§ Work order
Filter the records for lines holding the string "EmergencyContact".

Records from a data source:
use std::path::{Path, PathBuf};

use super::types::AppConfig;

pub const ENV_DATA_FILE: &str = "TUTORBOOK_DATA_FILE";
pub const ENV_LOG_LEVEL: &str = "TUTORBOOK_LOG_LEVEL";

/// Get the default tutorbook data directory: ~/.tutorbook
pub fn get_tutorbook_data_dir() -> anyhow::Result<PathBuf> {
    let home = dirs::home_dir().ok_or_else(|| anyhow::anyhow!("Cannot determine home directory"))?;
    Ok(home.join(".tutorbook"))
}

pub fn load_default() -> anyhow::Result<AppConfig> {
    let data_dir = get_tutorbook_data_dir()?;
    load_from(&data_dir, Path::new("config.toml"), |key| std::env::var(key).ok())
}

/// Resolves configuration rooted at `data_dir`.
///
/// Priority: environment (via `env`), then `data_dir/config.toml`, then
/// `local_config`, then defaults.
pub fn load_from(
    data_dir: &Path,
    local_config: &Path,
    env: impl Fn(&str) -> Option<String>,
) -> anyhow::Result<AppConfig> {
    let home_config = data_dir.join("config.toml");

    let mut cfg: AppConfig = if home_config.exists() {
        let s = std::fs::read_to_string(&home_config)?;
        toml::from_str::<AppConfig>(&s)?
    } else if local_config.exists() {
        let s = std::fs::read_to_string(local_config)?;
        toml::from_str::<AppConfig>(&s)?
    } else {
        AppConfig::default()
    };

    if cfg.storage.data_file.trim().is_empty() {
        cfg.storage.data_file = data_dir
            .join("data")
            .join("tutorbook.json")
            .to_string_lossy()
            .to_string();
    }

    if cfg
        .logging
        .directory
        .as_ref()
        .map(|s| s.trim().is_empty())
        .unwrap_or(true)
    {
        cfg.logging.directory = Some(data_dir.join("logs").to_string_lossy().to_string());
    }

    if let Some(v) = env(ENV_DATA_FILE) {
        if !v.trim().is_empty() {
            cfg.storage.data_file = v;
        }
    }
    if let Some(v) = env(ENV_LOG_LEVEL) {
        if !v.trim().is_empty() {
            cfg.logging.level = v;
        }
    }

    Ok(cfg)
}

#[cfg(test)]
mod tests {
    use super::*;

    fn no_env(_: &str) -> Option<String> {
        None
    }

    #[test]
    fn defaults_live_under_data_dir() {
        let dir = tempfile::tempdir().unwrap();
        let cfg = load_from(dir.path(), &dir.path().join("absent.toml"), no_env).unwrap();
        assert_eq!(
            PathBuf::from(&cfg.storage.data_file),
            dir.path().join("data").join("tutorbook.json")
        );
        assert_eq!(cfg.logging.level, "warn");
        assert!(!cfg.logging.file);
    }

    #[test]
    fn home_config_wins_over_local() {
        let dir = tempfile::tempdir().unwrap();
        std::fs::write(
            dir.path().join("config.toml"),
            "[storage]\ndata_file = \"/tmp/home.json\"\n",
        )
        .unwrap();
        let local = dir.path().join("local.toml");
        std::fs::write(&local, "[storage]\ndata_file = \"/tmp/local.json\"\n").unwrap();
        let cfg = load_from(dir.path(), &local, no_env).unwrap();
        assert_eq!(cfg.storage.data_file, "/tmp/home.json");
    }

    #[test]
    fn env_overrides_file_values() {
        let dir = tempfile::tempdir().unwrap();
        let local = dir.path().join("local.toml");
        std::fs::write(&local, "[logging]\nlevel = \"info\"\nfile = true\n").unwrap();
        let cfg = load_from(dir.path(), &local, |key| match key {
            ENV_LOG_LEVEL => Some("debug".to_string()),
            ENV_DATA_FILE => Some("  ".to_string()),
            _ => None,
        })
        .unwrap();
        assert_eq!(cfg.logging.level, "debug");
        assert!(cfg.logging.file);
        assert!(cfg.storage.data_file.ends_with("tutorbook.json"));
    }

    #[test]
    fn malformed_toml_is_an_error() {
        let dir = tempfile::tempdir().unwrap();
        let local = dir.path().join("local.toml");
        std::fs::write(&local, "[logging\n").unwrap();
        assert!(load_from(dir.path(), &local, no_env).is_err());
    }
}
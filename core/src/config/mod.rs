pub mod load;
pub mod types;

pub use load::{get_tutorbook_data_dir, load_default, load_from};
pub use types::{AppConfig, LoggingConfig, StorageConfig};
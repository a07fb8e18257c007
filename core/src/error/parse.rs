use thiserror::Error;

use crate::parser::syntax::Prefix;

/// Category of a parse failure. Callers branch on this rather than on message text.
#[derive(Debug, Clone, Copy, PartialEq, Eq, Hash)]
#[repr(u16)]
pub enum ErrorKind {
    UnknownCommand = 1,
    InvalidFormat = 2,
    ExtraPrefix = 3,
    DuplicatePrefix = 4,
    ConstraintViolation = 5,
    IndexFormat = 6,
    NothingToUpdate = 7,
}

impl ErrorKind {
    pub fn as_u16(self) -> u16 {
        self as u16
    }

    pub fn as_str(self) -> &'static str {
        match self {
            Self::UnknownCommand => "unknown_command",
            Self::InvalidFormat => "invalid_format",
            Self::ExtraPrefix => "extra_prefix",
            Self::DuplicatePrefix => "duplicate_prefix",
            Self::ConstraintViolation => "constraint_violation",
            Self::IndexFormat => "index_format",
            Self::NothingToUpdate => "nothing_to_update",
        }
    }
}

/// A value failed the format rule of its type.
///
/// `field` names the value type ("name", "subject", ...); `message` is the
/// user-facing constraint text and is what gets displayed.
#[derive(Error, Debug, Clone, PartialEq, Eq)]
#[error("{message}")]
pub struct ValidationError {
    pub field: &'static str,
    pub message: String,
}

impl ValidationError {
    pub fn new(field: &'static str, message: impl Into<String>) -> Self {
        Self {
            field,
            message: message.into(),
        }
    }
}

/// Every way a command line can be rejected. The first violated rule wins.
#[derive(Error, Debug, Clone, PartialEq, Eq)]
pub enum ParseError {
    #[error("Unknown command")]
    UnknownCommand,

    #[error("Invalid command format! \n{usage}")]
    InvalidFormat { usage: &'static str },

    #[error("Command contains extra prefix(es)! \n{usage}")]
    ExtraPrefix { usage: &'static str },

    #[error(
        "Multiple values specified for the following single-valued field(s): {}",
        join_prefixes(.prefixes)
    )]
    DuplicatePrefix { prefixes: Vec<Prefix> },

    #[error(transparent)]
    Constraint(#[from] ValidationError),

    #[error("Task index is not a non-zero unsigned integer.")]
    IndexFormat,

    #[error("At least one field to update must be provided.")]
    NothingToUpdate,
}

impl ParseError {
    pub fn kind(&self) -> ErrorKind {
        match self {
            Self::UnknownCommand => ErrorKind::UnknownCommand,
            Self::InvalidFormat { .. } => ErrorKind::InvalidFormat,
            Self::ExtraPrefix { .. } => ErrorKind::ExtraPrefix,
            Self::DuplicatePrefix { .. } => ErrorKind::DuplicatePrefix,
            Self::Constraint(_) => ErrorKind::ConstraintViolation,
            Self::IndexFormat => ErrorKind::IndexFormat,
            Self::NothingToUpdate => ErrorKind::NothingToUpdate,
        }
    }

    pub fn constraint(field: &'static str, message: impl Into<String>) -> Self {
        Self::Constraint(ValidationError::new(field, message))
    }
}

fn join_prefixes(prefixes: &[Prefix]) -> String {
    prefixes
        .iter()
        .map(|p| p.as_str())
        .collect::<Vec<_>>()
        .join(" ")
}

#[cfg(test)]
mod tests {
    use super::*;
    use crate::parser::syntax::{PREFIX_NAME, PREFIX_TASK_INDEX};

    #[test]
    fn duplicate_prefix_message_lists_every_prefix() {
        let err = ParseError::DuplicatePrefix {
            prefixes: vec![PREFIX_NAME, PREFIX_TASK_INDEX],
        };
        assert_eq!(
            err.to_string(),
            "Multiple values specified for the following single-valued field(s): n/ ti/"
        );
        assert_eq!(err.kind(), ErrorKind::DuplicatePrefix);
    }

    #[test]
    fn constraint_displays_validator_message_unchanged() {
        let err = ParseError::constraint("name", "Names should not be blank");
        assert_eq!(err.to_string(), "Names should not be blank");
        assert_eq!(err.kind(), ErrorKind::ConstraintViolation);
    }

    #[test]
    fn format_errors_embed_usage() {
        let err = ParseError::InvalidFormat { usage: "view: usage" };
        assert_eq!(err.to_string(), "Invalid command format! \nview: usage");
        let err = ParseError::ExtraPrefix { usage: "view: usage" };
        assert_eq!(err.to_string(), "Command contains extra prefix(es)! \nview: usage");
    }
}
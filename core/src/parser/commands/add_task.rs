use crate::command::AddTaskCommand;
use crate::error::ParseError;
use crate::model::Task;
use crate::parser::syntax::{
    ALL_PREFIXES, PREFIX_NAME, PREFIX_TASK_DEADLINE, PREFIX_TASK_DESCRIPTION,
};
use crate::parser::tokenizer::tokenize;
use crate::parser::traits::ArgsParser;
use crate::parser::util::{
    parse_name, parse_task_deadline, parse_task_description, reject_extra_prefixes,
    require_prefixes, required_value, verify_no_duplicate_prefixes,
};

const FIELDS: [crate::parser::syntax::Prefix; 3] =
    [PREFIX_NAME, PREFIX_TASK_DESCRIPTION, PREFIX_TASK_DEADLINE];

pub struct AddTaskCommandParser;

impl ArgsParser for AddTaskCommandParser {
    type Output = AddTaskCommand;

    fn parse(&self, args: &str) -> Result<AddTaskCommand, ParseError> {
        let usage = AddTaskCommand::USAGE;
        let map = tokenize(args, &ALL_PREFIXES);
        reject_extra_prefixes(&map, &FIELDS, usage)?;
        require_prefixes(&map, &FIELDS, usage)?;
        verify_no_duplicate_prefixes(&map, &FIELDS)?;

        let name = parse_name(required_value(&map, PREFIX_NAME, usage)?)?;
        let description =
            parse_task_description(required_value(&map, PREFIX_TASK_DESCRIPTION, usage)?)?;
        let deadline = parse_task_deadline(required_value(&map, PREFIX_TASK_DEADLINE, usage)?)?;
        Ok(AddTaskCommand {
            name,
            task: Task::new(description, deadline),
        })
    }
}
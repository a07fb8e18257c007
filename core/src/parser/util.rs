//! Shared checks and field extractors used by the per-command parsers.
//!
//! Each parser applies them in the same order: extra prefixes, required
//! prefixes and preamble, duplicate single-valued prefixes, then field
//! validation. The first failure is returned.

use std::collections::BTreeSet;

use chrono::NaiveDate;

use super::syntax::{prefixes_excluding, Prefix};
use super::tokenizer::ArgumentMultimap;
use crate::command::TaskIndex;
use crate::error::{ParseError, ValidationError};
use crate::model::{
    today, Address, EmergencyContact, LessonTime, Level, Name, Note, Phone, Subject,
    TaskDeadline, TaskDescription,
};

pub fn are_prefixes_present(map: &ArgumentMultimap, prefixes: &[Prefix]) -> bool {
    prefixes.iter().all(|p| map.is_present(*p))
}

pub fn is_any_prefix_present(map: &ArgumentMultimap, prefixes: &[Prefix]) -> bool {
    prefixes.iter().any(|p| map.is_present(*p))
}

pub fn reject_extra_prefixes(
    map: &ArgumentMultimap,
    legal: &[Prefix],
    usage: &'static str,
) -> Result<(), ParseError> {
    if is_any_prefix_present(map, &prefixes_excluding(legal)) {
        return Err(ParseError::ExtraPrefix { usage });
    }
    Ok(())
}

/// Fails with the usage text unless every `required` prefix is present and
/// nothing precedes the first prefix.
pub fn require_prefixes(
    map: &ArgumentMultimap,
    required: &[Prefix],
    usage: &'static str,
) -> Result<(), ParseError> {
    if !are_prefixes_present(map, required) || !map.preamble().is_empty() {
        return Err(ParseError::InvalidFormat { usage });
    }
    Ok(())
}

/// Fails if any of `single_valued` occurs more than once. All offenders are
/// reported, in the order given.
pub fn verify_no_duplicate_prefixes(
    map: &ArgumentMultimap,
    single_valued: &[Prefix],
) -> Result<(), ParseError> {
    let prefixes: Vec<Prefix> = single_valued
        .iter()
        .copied()
        .filter(|p| map.all_values(*p).len() > 1)
        .collect();
    if prefixes.is_empty() {
        Ok(())
    } else {
        Err(ParseError::DuplicatePrefix { prefixes })
    }
}

/// The value of a prefix already known to be present.
pub fn required_value<'a>(
    map: &'a ArgumentMultimap,
    prefix: Prefix,
    usage: &'static str,
) -> Result<&'a str, ParseError> {
    map.value(prefix)
        .ok_or(ParseError::InvalidFormat { usage })
}

pub fn parse_name(raw: &str) -> Result<Name, ParseError> {
    Ok(Name::new(raw.trim())?)
}

pub fn parse_phone(raw: &str) -> Result<Phone, ParseError> {
    Ok(Phone::new(raw.trim())?)
}

pub fn parse_address(raw: &str) -> Result<Address, ParseError> {
    Ok(Address::new(raw.trim())?)
}

pub fn parse_emergency_contact(raw: &str) -> Result<EmergencyContact, ParseError> {
    Ok(EmergencyContact::new(raw.trim())?)
}

pub fn parse_note(raw: &str) -> Note {
    Note::new(raw)
}

pub fn parse_level(raw: &str) -> Result<Level, ParseError> {
    Ok(Level::new(raw.trim())?)
}

/// Validates subjects against `level` when the same command supplies one.
///
/// Any failure under a level is reported with that level's offering, so the
/// user sees which subjects would have been accepted.
pub fn parse_subjects(
    values: &[String],
    level: Option<&Level>,
) -> Result<BTreeSet<Subject>, ParseError> {
    let checked: Result<BTreeSet<Subject>, ValidationError> = values
        .iter()
        .map(|raw| match level {
            Some(level) => Subject::new_for_level(raw.trim(), level),
            None => Subject::new(raw.trim()),
        })
        .collect();
    match (checked, level) {
        (Ok(subjects), _) => Ok(subjects),
        (Err(_), Some(level)) => Err(ParseError::constraint(
            "subject",
            Subject::level_message(level),
        )),
        (Err(e), None) => Err(e.into()),
    }
}

/// Empty values are skipped, so a lone `lt/` yields an empty list.
pub fn parse_lesson_times(values: &[String]) -> Result<Vec<LessonTime>, ParseError> {
    values
        .iter()
        .map(|raw| raw.trim())
        .filter(|raw| !raw.is_empty())
        .map(|raw| LessonTime::new(raw).map_err(ParseError::from))
        .collect()
}

pub fn parse_task_description(raw: &str) -> Result<TaskDescription, ParseError> {
    Ok(TaskDescription::new(raw)?)
}

pub fn parse_task_deadline(raw: &str) -> Result<TaskDeadline, ParseError> {
    parse_task_deadline_on(raw, today())
}

/// Format is checked before the date is compared with `today`; today itself
/// is accepted.
pub fn parse_task_deadline_on(raw: &str, today: NaiveDate) -> Result<TaskDeadline, ParseError> {
    let raw = raw.trim();
    let deadline = TaskDeadline::new(raw)?;
    if deadline.is_before(today) {
        return Err(ParseError::constraint(
            "task deadline",
            TaskDeadline::MESSAGE_CONSTRAINTS_PAST_DATE,
        ));
    }
    Ok(deadline)
}

/// Accepts only plain ASCII digits denoting a value of at least 1.
pub fn parse_task_index(raw: &str) -> Result<TaskIndex, ParseError> {
    let raw = raw.trim();
    if raw.is_empty() || !raw.bytes().all(|b| b.is_ascii_digit()) {
        return Err(ParseError::IndexFormat);
    }
    raw.parse::<usize>()
        .ok()
        .and_then(TaskIndex::from_one_based)
        .ok_or(ParseError::IndexFormat)
}

#[cfg(test)]
mod tests {
    use super::*;
    use crate::error::ErrorKind;
    use crate::parser::syntax::{ALL_PREFIXES, PREFIX_NAME, PREFIX_SUBJECT, PREFIX_TASK_INDEX};
    use crate::parser::tokenizer::tokenize;

    fn date(y: i32, m: u32, d: u32) -> NaiveDate {
        NaiveDate::from_ymd_opt(y, m, d).unwrap()
    }

    #[test]
    fn task_index_accepts_positive_integers_only() {
        assert_eq!(parse_task_index(" 2 ").unwrap().one_based(), 2);
        for bad in ["", "0", "-1", "+1", "1.5", "a", "1 2", "99999999999999999999999"] {
            assert_eq!(parse_task_index(bad), Err(ParseError::IndexFormat), "{bad:?}");
        }
    }

    #[test]
    fn deadline_checks_format_before_past_date() {
        let today = date(2025, 3, 1);
        let err = parse_task_deadline_on("2025-02-30", today).unwrap_err();
        assert_eq!(err.to_string(), TaskDeadline::MESSAGE_CONSTRAINTS);
        let err = parse_task_deadline_on("2025-02-28", today).unwrap_err();
        assert_eq!(err.to_string(), TaskDeadline::MESSAGE_CONSTRAINTS_PAST_DATE);
        assert!(parse_task_deadline_on("2025-03-01", today).is_ok());
        assert!(parse_task_deadline_on(" 2025-03-02 ", today).is_ok());
    }

    #[test]
    fn subjects_under_a_level_use_level_message() {
        let level = Level::new("S2 NA").unwrap();
        let err = parse_subjects(&["CHEMISTRY".into()], Some(&level)).unwrap_err();
        assert_eq!(err.to_string(), Subject::level_message(&level));

        let err = parse_subjects(&["CHEMISTRY".into(), "ART".into()], None).unwrap_err();
        assert_eq!(err.to_string(), Subject::MESSAGE_CONSTRAINTS);

        let ok = parse_subjects(&["math".into(), "MATH".into()], Some(&level)).unwrap();
        assert_eq!(ok.len(), 1);
    }

    #[test]
    fn empty_lesson_time_values_are_skipped() {
        assert!(parse_lesson_times(&["".into()]).unwrap().is_empty());
        let slots = parse_lesson_times(&["Sun 11:00-13:00".into(), " ".into()]).unwrap();
        assert_eq!(slots.len(), 1);
        assert!(parse_lesson_times(&["Sun 13:00-11:00".into()]).is_err());
    }

    #[test]
    fn duplicates_reported_in_given_order() {
        let map = tokenize(" ti/1 n/a ti/2 n/b s/x s/y", &ALL_PREFIXES);
        let err = verify_no_duplicate_prefixes(&map, &[PREFIX_NAME, PREFIX_TASK_INDEX]).unwrap_err();
        assert_eq!(
            err,
            ParseError::DuplicatePrefix {
                prefixes: vec![PREFIX_NAME, PREFIX_TASK_INDEX]
            }
        );
        assert!(verify_no_duplicate_prefixes(&map, &[PREFIX_SUBJECT]).is_err());
    }

    #[test]
    fn preamble_fails_required_check() {
        let map = tokenize(" junk n/Bob", &ALL_PREFIXES);
        let err = require_prefixes(&map, &[PREFIX_NAME], "usage").unwrap_err();
        assert_eq!(err.kind(), ErrorKind::InvalidFormat);
        let map = tokenize(" n/Bob", &ALL_PREFIXES);
        assert!(require_prefixes(&map, &[PREFIX_NAME], "usage").is_ok());
        assert_eq!(required_value(&map, PREFIX_NAME, "usage").unwrap(), "Bob");
    }
}
use std::cmp::Ordering;
use std::fmt;
use std::sync::OnceLock;

use chrono::{NaiveTime, Weekday};
use regex::Regex;
use serde::{Deserialize, Serialize};

use crate::error::ValidationError;

fn lesson_time_regex() -> &'static Regex {
    static RE: OnceLock<Regex> = OnceLock::new();
    RE.get_or_init(|| {
        Regex::new(r"(?i)^(MON|TUE|WED|THU|FRI|SAT|SUN)\s+([0-9]{2}:[0-9]{2})-([0-9]{2}:[0-9]{2})$")
            .expect("lesson time pattern compiles")
    })
}

/// A weekly lesson slot such as `Sun 11:00-13:00`.
#[derive(Debug, Clone, Copy, PartialEq, Eq, Hash, Serialize, Deserialize)]
#[serde(try_from = "String", into = "String")]
pub struct LessonTime {
    day: Weekday,
    start: NaiveTime,
    end: NaiveTime,
}

impl LessonTime {
    pub const MESSAGE_CONSTRAINTS: &'static str = "Lesson time should be in the format \
         DAY HH:MM-HH:MM, e.g. Sun 11:00-13:00, and the start time must be before the end time";

    pub fn is_valid(raw: &str) -> bool {
        Self::parse_parts(raw).is_some()
    }

    pub fn new(raw: &str) -> Result<Self, ValidationError> {
        let (day, start, end) = Self::parse_parts(raw)
            .ok_or_else(|| ValidationError::new("lesson time", Self::MESSAGE_CONSTRAINTS))?;
        Ok(Self { day, start, end })
    }

    fn parse_parts(raw: &str) -> Option<(Weekday, NaiveTime, NaiveTime)> {
        let caps = lesson_time_regex().captures(raw.trim())?;
        let day: Weekday = caps[1].parse().ok()?;
        let start = NaiveTime::parse_from_str(&caps[2], "%H:%M").ok()?;
        let end = NaiveTime::parse_from_str(&caps[3], "%H:%M").ok()?;
        (start < end).then_some((day, start, end))
    }

    pub fn day(&self) -> Weekday {
        self.day
    }

    fn sort_key(&self) -> (u32, NaiveTime, NaiveTime) {
        (self.day.num_days_from_monday(), self.start, self.end)
    }
}

impl PartialOrd for LessonTime {
    fn partial_cmp(&self, other: &Self) -> Option<Ordering> {
        Some(self.cmp(other))
    }
}

impl Ord for LessonTime {
    fn cmp(&self, other: &Self) -> Ordering {
        self.sort_key().cmp(&other.sort_key())
    }
}

impl fmt::Display for LessonTime {
    fn fmt(&self, f: &mut fmt::Formatter<'_>) -> fmt::Result {
        write!(
            f,
            "{} {}-{}",
            self.day,
            self.start.format("%H:%M"),
            self.end.format("%H:%M")
        )
    }
}

impl TryFrom<String> for LessonTime {
    type Error = ValidationError;

    fn try_from(value: String) -> Result<Self, Self::Error> {
        Self::new(&value)
    }
}

impl From<LessonTime> for String {
    fn from(value: LessonTime) -> Self {
        value.to_string()
    }
}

§ Response
    today, Address, EmergencyContact, LessonTime, Level, Name, Note, Phone, Subject,
pub fn parse_emergency_contact(raw: &str) -> Result<EmergencyContact, ParseError> {
    Ok(EmergencyContact::new(raw.trim())?)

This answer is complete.